Daily Independent (Ashland, KY)

Science/Environment

February 15, 2010

Cold Spring man has eye on the sky

COLD SPRING, Ky. — Fred Calvert doesn't have to go far for a view that's out of this world.

Walk out a back door, down a flight of stairs and across the back yard to a building with a dome on top of it. With his wife's blessing, the amateur astronomer designed and built an observatory behind the two-story house where the couple and their two dogs live.

"Spent about three years building it and getting money out of my wife to do it. Don't tell her that," Calvert said with a big laugh. "But, no, she's been supportive of it. I guess I could be out at the bars every night, but she knows where I'm at back here."

A one-time professional photographer and aircraft mechanic, Calvert works at Lunken Airport as director of safety for Executive Jet Management. He's been interested in astronomy since he was 9 years old when he picked up a book on the subject.

"Started reading it, started comparing the little star charts with the stars out in front of my house," Calvert said. "When I got in high school, my parents had died and I lived with my cousins, and they had a little spotting scope. I was out in our backyard there and pointed it at the moon and you could see everything. Between those two things, they were the things that kind of got me."

Calvert, now 54, said he didn't get seriously interested until about 15 years ago when he bought a small, eight-inch telescope. A move from Fort Thomas to a Cold Spring subdivision about eight years ago offered Calvert enough space, and darkness, to take his hobby to another level.

To build a backyard observatory, Calvert said he had to obtain the necessary permits before starting construction in March 2003. The observatory cost about $8,000 to build and is divided into two rooms.

The control room features creature comforts like heating and air conditioning, and a mini refrigerator. It also houses a corner desk, three computers and monitors. Decorations include a small replica R2-D2 atop an end table and starry images on the walls.

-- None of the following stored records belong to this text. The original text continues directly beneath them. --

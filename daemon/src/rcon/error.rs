use std::time::Duration;

use thiserror::Error;

use crate::error::ErrorClass;

#[derive(Debug, Error)]
pub enum RconError {
    #[error("RCON authentication failed: {0}")]
    Auth(String),

    #[error("RCON command timed out after {0:?}")]
    Timeout(Duration),

    #[error("RCON command queue is full")]
    Rejected,

    #[error("RCON channel down: {0}")]
    ChannelDown(String),

    #[error("RCON protocol violation: {0}")]
    Protocol(String),

    #[error("RCON I/O error: {0}")]
    Io(#[from] std::io::Error),
}

impl RconError {
    pub fn class(&self) -> ErrorClass {
        match self {
            RconError::Auth(_) => ErrorClass::Auth,
            RconError::Protocol(_) => ErrorClass::ProtocolViolation,
            RconError::Timeout(_)
            | RconError::Rejected
            | RconError::ChannelDown(_)
            | RconError::Io(_) => ErrorClass::TransientIo,
        }
    }
}
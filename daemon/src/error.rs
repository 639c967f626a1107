//! Error types for Warden.

use std::fmt;

use serde::Serialize;
use thiserror::Error;

use crate::config::ConfigError;
use crate::dispatch::CommandError;
use crate::rcon::RconError;
use crate::storage::StoreError;

/// How a failure is handled, independent of which component raised it.
#[derive(Debug, Clone, Copy, PartialEq, Eq, Serialize)]
#[serde(rename_all = "snake_case")]
pub enum ErrorClass {
    /// File or socket temporarily unavailable. Retried, never fatal.
    TransientIo,
    /// Malformed RCON frame. Connection reset, one reconnect.
    ProtocolViolation,
    /// Unrecognized line or orphan event. Counted only.
    ParseAnomaly,
    /// Duplicate key or corrupted record. Fatal for that write only.
    DataIntegrity,
    /// Rejected credentials. Fatal until new ones are configured.
    Auth,
    /// Request refused before any state was touched.
    Invalid,
}

impl fmt::Display for ErrorClass {
    fn fmt(&self, f: &mut fmt::Formatter<'_>) -> fmt::Result {
        let name = match self {
            ErrorClass::TransientIo => "transient_io",
            ErrorClass::ProtocolViolation => "protocol_violation",
            ErrorClass::ParseAnomaly => "parse_anomaly",
            ErrorClass::DataIntegrity => "data_integrity",
            ErrorClass::Auth => "auth",
            ErrorClass::Invalid => "invalid",
        };
        f.write_str(name)
    }
}

/// Warden error type.
#[derive(Error, Debug)]
pub enum Error {
    #[error("IO error: {0}")]
    Io(#[from] std::io::Error),

    #[error(transparent)]
    Store(#[from] StoreError),

    #[error(transparent)]
    Rcon(#[from] RconError),

    #[error(transparent)]
    Command(#[from] CommandError),

    #[error(transparent)]
    Config(#[from] ConfigError),

    #[error("Invalid argument: {0}")]
    InvalidArgument(String),
}

impl Error {
    pub fn class(&self) -> ErrorClass {
        match self {
            Error::Io(_) => ErrorClass::TransientIo,
            Error::InvalidArgument(_) => ErrorClass::Invalid,
            Error::Store(e) => e.class(),
            Error::Rcon(e) => e.class(),
            Error::Command(e) => e.class(),
            Error::Config(e) => e.class(),
        }
    }
}
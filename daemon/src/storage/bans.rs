//! Ban records, unique per `(player_id, issued_at)`.

use chrono::{DateTime, Utc};
use rusqlite::{params, Connection, Row};

use super::error::Result;
use super::{encode_time, opt_time_at, time_at};
use crate::model::{BanRecord, PlayerId};

pub struct BanRepo;

impl BanRepo {
    pub fn insert(conn: &Connection, ban: &BanRecord) -> Result<()> {
        conn.execute(
            "INSERT INTO bans (player_id, reason, issued_by, issued_at, expires_at)
             VALUES (?1, ?2, ?3, ?4, ?5)",
            params![
                ban.player_id.as_str(),
                ban.reason,
                ban.issued_by,
                encode_time(ban.issued_at),
                ban.expires_at.map(encode_time),
            ],
        )?;
        Ok(())
    }

    pub fn list_for(conn: &Connection, player_id: &PlayerId) -> Result<Vec<BanRecord>> {
        let mut stmt = conn.prepare(
            "SELECT player_id, reason, issued_by, issued_at, expires_at
             FROM bans WHERE player_id = ?1 ORDER BY issued_at",
        )?;
        let rows = stmt
            .query_map(params![player_id.as_str()], Self::map_row)?
            .collect::<std::result::Result<Vec<_>, _>>()?;
        Ok(rows)
    }

    /// Bans that have not expired at `at`, newest first.
    pub fn active(conn: &Connection, at: DateTime<Utc>) -> Result<Vec<BanRecord>> {
        let mut stmt = conn.prepare(
            "SELECT player_id, reason, issued_by, issued_at, expires_at
             FROM bans WHERE expires_at IS NULL OR expires_at > ?1
             ORDER BY issued_at DESC",
        )?;
        let rows = stmt
            .query_map(params![encode_time(at)], Self::map_row)?
            .collect::<std::result::Result<Vec<_>, _>>()?;
        Ok(rows)
    }

    fn map_row(row: &Row<'_>) -> rusqlite::Result<BanRecord> {
        Ok(BanRecord {
            player_id: PlayerId::new(row.get::<_, String>(0)?),
            reason: row.get(1)?,
            issued_by: row.get(2)?,
            issued_at: time_at(row, 3)?,
            expires_at: opt_time_at(row, 4)?,
        })
    }
}

#[cfg(test)]
mod tests {
    use super::*;
    use crate::storage::migrations::run_migrations;
    use chrono::TimeZone;

    fn setup() -> Connection {
        let conn = Connection::open_in_memory().unwrap();
        run_migrations(&conn).unwrap();
        conn
    }

    fn ban(id: &str, issued_at: DateTime<Utc>, expires_at: Option<DateTime<Utc>>) -> BanRecord {
        BanRecord {
            player_id: PlayerId::from(id),
            reason: "griefing".into(),
            issued_by: "admin".into(),
            issued_at,
            expires_at,
        }
    }

    #[test]
    fn duplicate_issue_time_is_rejected() {
        let conn = setup();
        let issued = Utc.with_ymd_and_hms(2024, 1, 1, 0, 0, 0).unwrap();
        BanRepo::insert(&conn, &ban("P1", issued, None)).unwrap();
        assert!(BanRepo::insert(&conn, &ban("P1", issued, None))
            .unwrap_err()
            .is_integrity());
        // A different player at the same instant is fine.
        BanRepo::insert(&conn, &ban("P2", issued, None)).unwrap();
    }

    #[test]
    fn offline_identity_can_be_banned() {
        let conn = setup();
        let issued = Utc.with_ymd_and_hms(2024, 1, 1, 0, 0, 0).unwrap();
        BanRepo::insert(&conn, &ban("never-seen", issued, None)).unwrap();
        assert_eq!(
            BanRepo::list_for(&conn, &PlayerId::from("never-seen"))
                .unwrap()
                .len(),
            1
        );
    }

    #[test]
    fn active_excludes_expired() {
        let conn = setup();
        let issued = Utc.with_ymd_and_hms(2024, 1, 1, 0, 0, 0).unwrap();
        BanRepo::insert(&conn, &ban("P1", issued, None)).unwrap();
        BanRepo::insert(
            &conn,
            &ban("P2", issued, Some(issued + chrono::Duration::hours(1))),
        )
        .unwrap();

        let now = issued + chrono::Duration::hours(2);
        let active = BanRepo::active(&conn, now).unwrap();
        assert_eq!(active.len(), 1);
        assert_eq!(active[0].player_id, PlayerId::from("P1"));
        assert!(active[0].is_active_at(now));
    }
}
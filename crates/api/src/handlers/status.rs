//! Polling status check for tracked jobs.

use axum::extract::{Query, State};
use axum::response::{IntoResponse, Response};
use axum::Json;
use serde::Deserialize;
use serde_json::Value;

use dispatchd_core::envelope::Envelope;
use dispatchd_core::types::Token;

use crate::error::AppResult;
use crate::response::PendingResponse;
use crate::state::AppState;

#[derive(Debug, Deserialize)]
pub struct StatusQuery {
    pub id: Token,
}

/// GET /api/v1/status?id=<token>
///
/// While the job is pending this is idempotent and may be polled any
/// number of times. The first check after completion consumes the record
/// and answers with its envelope; any later check finds nothing and gets
/// a 404, so a result is delivered to exactly one poller.
pub async fn job_status(
    State(state): State<AppState>,
    Query(query): Query<StatusQuery>,
) -> AppResult<Response> {
    if !state.tracker.is_complete(&query.id)? {
        return Ok(Json(PendingResponse::new(query.id)).into_response());
    }

    let record = state.tracker.pop(&query.id)?;
    let envelope = match record.error {
        Some(message) => Envelope::failure(message),
        None => Envelope::success(record.result.unwrap_or(Value::Null)),
    };

    tracing::debug!(token = %query.id, failed = envelope.is_error(), "Job result delivered");
    Ok(Json(envelope).into_response())
}
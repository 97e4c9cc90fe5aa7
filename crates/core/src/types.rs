/// Tokens identifying asynchronous jobs are time-ordered UUIDs (v7).
pub type Token = uuid::Uuid;

/// All timestamps are UTC.
pub type Timestamp = chrono::DateTime<chrono::Utc>;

The telescope room, accessed through an interior door, houses a 10-inch Schmidt-Cassegrain telescope for deep-sky imaging and a computer connected to the three in the control room. The dome rests on wheels and rotates by tugging on a length of braided rope.

Calvert uses the computers in the control room to control the telescope and digital camera, process images, browse the Internet and watch TV. The computer in the telescope room helps him frame an image and focus the camera. Calvert also has the capability of controlling telescopes around the world that are available to rent through the computers in his home observatory.

"We did see it go up step-by-step. A little bit more this week. A little more that week," neighbor Holly Cetrulo said. "When he was telling us about it, 'It's going to be an observatory,' I was like, 'OK.' I didn't really get it. You have to see it to believe it, to get the full impact of just how cool this is, just how far he's gone with it."

Calvert studied astro-photography at Kitt Peak National Observatory in Arizona and images from his Cold Spring observatory have appeared in various publications. Several of his images grace a 2010 calendar, "Deep Sky Treasures," presented by the Cincinnati Observatory Center and the Xavier University Center for Excellence in Education.

Calvert said he belongs to the Cincinnati Observatory's research group, and his main interest is searching two particular galaxies for supernovae. Astronomy and astro-photography, he said, are a marriage of his two professional interests.

"It's really taking two very separate disciplines, both which I've done professionally, and putting them together," Calvert said. "So it's like taking my two careers and sticking them together and doing something fun. Doing fun science."

The home observatory helps Calvert share that enthusiasm with others, like the Cetrulos.

"That's the only telescope of that power that I've ever looked through," Holly Cetrulo said. "Awe-inspiring is the only thing I can think of. It just takes your breath away standing there looking at the rings of Saturn, getting an up-close look of the craters on the moon. It's quite an experience."